And it's axiomatic in Texas; it ain't a Texas band if it doesn't have a fiddle.

DANIELS

That's right. If you're gonna play in Texas, you gotta have a fiddle in the band. (LAUGH)

RATHER

Did you start on fiddle or guitar?

DANIELS

I started on guitar. I started-- this friend of mine, I had known him for years. I had no idea he had a guitar. I don't know where he got it from, I never did find out but--

RATHER

You were what age then?

DANIELS

I was probably 15. 14, 15. I went up to his house one day, and he had this old Stella guitar. The neck on it was about the size of half of a fence post. The strings were probably-- the ones that came on it, it was hard. They were way up off the neck. And he knew about two and a half chords. I said, "Oh, you gotta teach me that." So anyway, he started teachin' me, and we started buggin' anybody in the neighborhood that we could find that knew a chord on a guitar that we didn't know.
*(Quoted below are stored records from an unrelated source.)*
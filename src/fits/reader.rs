//! Gridded FITS loader - image HDUs → datasets

use crate::error::SciportResult;
use crate::types::{file_stem, Component, Coordinates, Dataset, HeaderValue};
use fitsio::hdu::{FitsHdu, HduInfo};
use fitsio::FitsFile;
use std::path::{Path, PathBuf};
use tracing::debug;

/// cfitsio status when moving past the last HDU
const END_OF_FILE: i32 = 107;

/// Reads every non-empty image HDU of a FITS file
pub struct FitsReader {
    path: PathBuf,
}

impl FitsReader {
    pub fn new<P: AsRef<Path>>(path: P) -> Self {
        Self {
            path: path.as_ref().to_path_buf(),
        }
    }

    /// Load image HDUs, merging those of equal shape into one dataset
    pub fn read(&self) -> SciportResult<Vec<Dataset>> {
        let mut fptr = FitsFile::open(&self.path)?;
        let stem = file_stem(&self.path);
        let mut datasets: Vec<Dataset> = Vec::new();

        let mut index = 0;
        loop {
            let hdu = match fptr.hdu(index) {
                Ok(hdu) => hdu,
                Err(fitsio::errors::Error::Fits(e)) if e.status == END_OF_FILE => break,
                Err(e) => return Err(e.into()),
            };
            let shape = match &hdu.info {
                HduInfo::ImageInfo { shape, .. } => shape.clone(),
                _ => {
                    debug!(hdu = index, "skipping non-image HDU");
                    index += 1;
                    continue;
                }
            };
            if shape.is_empty() || shape.iter().product::<usize>() == 0 {
                debug!(hdu = index, "skipping empty image HDU");
                index += 1;
                continue;
            }

            let name = hdu
                .read_key::<String>(&mut fptr, "EXTNAME")
                .ok()
                .filter(|name| !name.is_empty())
                .unwrap_or_else(|| default_name(index));
            let values: Vec<f64> = hdu.read_image(&mut fptr)?;
            let mut component = Component::new(values);
            component.units = hdu.read_key::<String>(&mut fptr, "BUNIT").ok();

            let position = datasets.iter().position(|d| d.shape() == shape.as_slice());
            let dataset = match position {
                Some(pos) => &mut datasets[pos],
                None => {
                    let label = if datasets.is_empty() {
                        stem.clone()
                    } else {
                        format!("{}[{}]", stem, name)
                    };
                    let mut dataset = Dataset::new(label, shape.clone());
                    dataset.coords = read_coordinates(&mut fptr, &hdu);
                    datasets.push(dataset);
                    let last = datasets.len() - 1;
                    &mut datasets[last]
                }
            };

            let name = unique_name(dataset, name, index);
            debug!(hdu = index, component = %name, dataset = %dataset.label, "read FITS image");
            dataset.add_component(name, component)?;

            index += 1;
        }

        Ok(datasets)
    }
}

/// `name`, or `name_{n}` for the first free `n >= index` when taken
fn unique_name(dataset: &Dataset, name: String, index: usize) -> String {
    if dataset.id(&name).is_none() {
        return name;
    }
    let mut n = index;
    loop {
        let candidate = format!("{}_{}", name, n);
        if dataset.id(&candidate).is_none() {
            return candidate;
        }
        n += 1;
    }
}

fn default_name(index: usize) -> String {
    if index == 0 {
        "PRIMARY".to_string()
    } else {
        format!("HDU{}", index)
    }
}

/// Per-axis WCS keywords, in the order `Coordinates::linear` emits them
const WCS_AXIS_KEYS: [(&str, bool); 5] = [
    ("CRPIX", false),
    ("CDELT", false),
    ("CUNIT", true),
    ("CTYPE", true),
    ("CRVAL", false),
];

/// Linear WCS cards, if the HDU declares WCSAXES
fn read_coordinates(fptr: &mut FitsFile, hdu: &FitsHdu) -> Option<Coordinates> {
    let naxes = hdu.read_key::<i64>(fptr, "WCSAXES").ok()?;
    let mut coords = Coordinates::default();
    coords.set("WCSAXES", HeaderValue::Int(naxes));

    for axis in 1..=naxes {
        for (prefix, textual) in WCS_AXIS_KEYS {
            let key = format!("{prefix}{axis}");
            let value = if textual {
                hdu.read_key::<String>(fptr, &key).ok().map(HeaderValue::Text)
            } else {
                hdu.read_key::<f64>(fptr, &key).ok().map(HeaderValue::Float)
            };
            if let Some(value) = value {
                coords.set(key, value);
            }
        }
    }
    Some(coords)
}

#[cfg(test)]
mod tests {
    use super::*;

    #[test]
    fn test_default_names() {
        assert_eq!(default_name(0), "PRIMARY");
        assert_eq!(default_name(3), "HDU3");
    }

    #[test]
    fn test_unique_name_skips_taken_suffixes() {
        let data = Dataset::from_arrays(
            "d",
            vec![1],
            [("x", vec![1.0]), ("x_2", vec![2.0]), ("x_3", vec![3.0])],
        )
        .unwrap();
        assert_eq!(unique_name(&data, "y".to_string(), 2), "y");
        assert_eq!(unique_name(&data, "x".to_string(), 2), "x_4");
        assert_eq!(unique_name(&data, "x_2".to_string(), 5), "x_2_5");
    }
}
And we just-- we were just eat up with it. We were just a couple young guys, really eat up with learnin' how to play. So everybody else was gone to the movies, and me and him were sittin' there learnin' to play. So then I started-- somebody showed up with a one day, and I took it and learned a little bit on it. The fingerboard on a mandolin and a fiddle are the same. So then I got ahold with fiddle, and instead of doin' this, you do this. And so--

RATHER

What's the difference between the fiddle and the ?

DANIELS

There is no difference. I went to see Itzhak Perlman at the Opry House here, where we're gonna be tonight, in fact, and somebody took me backstage. And I said, "Good evening, Mr. Perlman. I'm Charlie Daniels and I'm a fiddle player." He said, "We're all fiddle players." So if he says we're fiddle players, you know vio-- in my book, the greatest violinist in the world, then by gosh we're all fiddle players. (LAUGH)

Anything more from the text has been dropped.